After a short stay at the hotel Astoria (which has now disappeared) and boarding houses in the Bazarstraat and the Anna Paulownastraat, she found a residence she liked in 1928 in the Van Speykstraat 10, with a family that was very fond of her. She could receive her students there and had enough space for her growing book collection (four bookcases in the end), and all this in the neighbourhood of the groves and the shoreline of The Hague and Scheveningen. No wonder that she stayed there until the very end.

The Hague ultimately proved to be a good choice: quite a few well-to-do families lived there, for whom studying French was considered good form. But Anny Antoine was of course not the only one to discover this: there was so much competition that she was forced at first to take a job as a saleswoman at fashion house Maison de Paris, an engagement that was ended in the course of 1927 after a period of illness and recuperation in her parental home, in Erps-Kwerps since 1923.

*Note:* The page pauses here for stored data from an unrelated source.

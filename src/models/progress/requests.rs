use serde::Deserialize;
use ts_rs::TS;

// 课时完成上报请求
#[derive(Debug, Deserialize, TS)]
#[ts(export, export_to = "../frontend/src/types/generated/progress.ts")]
pub struct UpdateProgressRequest {
    pub course_id: i64,
    pub lesson_id: String,
}
use actix_web::{HttpRequest, HttpResponse, Result as ActixResult};
use tracing::error;

use super::AdminService;
use crate::models::quizzes::responses::QuizAttemptListResponse;
use crate::models::{ApiResponse, ErrorCode};

pub async fn list_quiz_attempts(
    service: &AdminService,
    request: &HttpRequest,
) -> ActixResult<HttpResponse> {
    let storage = service.get_storage(request);

    match storage.list_all_quiz_attempts().await {
        Ok(attempts) => Ok(HttpResponse::Ok().json(ApiResponse::success(
            QuizAttemptListResponse { attempts },
            "查询成功",
        ))),
        Err(e) => {
            error!("Error listing quiz attempts: {}", e);
            Ok(
                HttpResponse::InternalServerError().json(ApiResponse::error_empty(
                    ErrorCode::InternalServerError,
                    "Failed to fetch quiz attempts",
                )),
            )
        }
    }
}
use actix_web::{HttpRequest, HttpResponse, Result as ActixResult};
use tracing::error;

use super::AdminService;
use crate::models::assignments::requests::GradeSubmissionRequest;
use crate::models::assignments::responses::GradedSubmissionResponse;
use crate::models::{ApiResponse, ErrorCode};

pub async fn grade_submission(
    service: &AdminService,
    request: &HttpRequest,
    req: GradeSubmissionRequest,
) -> ActixResult<HttpResponse> {
    let storage = service.get_storage(request);

    // 1. 分数（若提供）必须在 [0, 100] 内
    if let Some(score) = req.score
        && !(0..=100).contains(&score)
    {
        return Ok(HttpResponse::BadRequest().json(ApiResponse::error_empty(
            ErrorCode::ScoreOutOfRange,
            "Score must be between 0 and 100",
        )));
    }

    // 2. 作业必须存在
    match storage.get_assignment_by_id(req.assignment_id).await {
        Ok(Some(_)) => {}
        Ok(None) => {
            return Ok(HttpResponse::NotFound().json(ApiResponse::error_empty(
                ErrorCode::AssignmentNotFound,
                "Assignment not found",
            )));
        }
        Err(e) => {
            error!("Error fetching assignment {}: {}", req.assignment_id, e);
            return Ok(
                HttpResponse::InternalServerError().json(ApiResponse::error_empty(
                    ErrorCode::GradeFailed,
                    "Failed to fetch assignment",
                )),
            );
        }
    }

    // 3. 按 (assignment_id, submission_id) 定位提交并写入评分
    match storage
        .grade_submission(req.assignment_id, req.submission_id, req.score, req.feedback)
        .await
    {
        Ok(Some(submission)) => Ok(HttpResponse::Ok().json(ApiResponse::success(
            GradedSubmissionResponse {
                id: submission.id,
                score: submission.score,
                feedback: submission.feedback,
                graded_at: submission.graded_at,
            },
            "Assignment graded successfully",
        ))),
        Ok(None) => Ok(HttpResponse::NotFound().json(ApiResponse::error_empty(
            ErrorCode::SubmissionNotFound,
            "Submission not found",
        ))),
        Err(e) => {
            error!("Error grading submission {}: {}", req.submission_id, e);
            Ok(
                HttpResponse::InternalServerError().json(ApiResponse::error_empty(
                    ErrorCode::GradeFailed,
                    "Failed to grade assignment",
                )),
            )
        }
    }
}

After this, her fortunes changed for the better. It cost her less trouble to find students, most of whom were young ladies. An interesting detail is that she tended to pass herself of as an actual Frenchwoman; this made it easier to acquire new students. These probably came to her mostly through recommendation, for Anny Antoine was an excellent tutor: serious, methodical, but also a likeable person who knew how to make her students enthusiastic. Some of them were friends of hers, who went on trips with her on her spare time, which must have been scarce. Besides her tutoring practice of around twenty-five hours per week, she also took classes herself. She prepared for her secondary school French teaching certificate, which she obtained in 1931, to continue thereafter to study French at the university of Utrecht. She also studied Italian and Latin there, and made a serious attempt to improve her flawed Dutch, with an eye on the teaching certificate and possible translating work. Her request for being sworn as a translator still exists. Then there was her reading, and of course her writing. She liked to write mood pieces, unpretentious sketches, but also essays on literary subjects, rather schoolish at first, but later more academic in tone. This work included the thesis paper 'Corneille et Racine' for professor Valkhoff, and a treatise on the 'acte gratuit' by André Gide and others. The rest of her time was spent on simple pleasures such as walks, theatre visits, social contacts and the occasional trip. She led a full life for someone with a weak constitution who required plenty of rest.

It is deeply tragic that all of this was ended by a horrible accident. One beautiful Sunday morning, 25 June 1933, Anny Antoine was hit by the trailer of tramline 8 on her way to pier of Scheveningen. She was killed instantly, and was buried a few days later at the cemetery of Erps-Kwerps.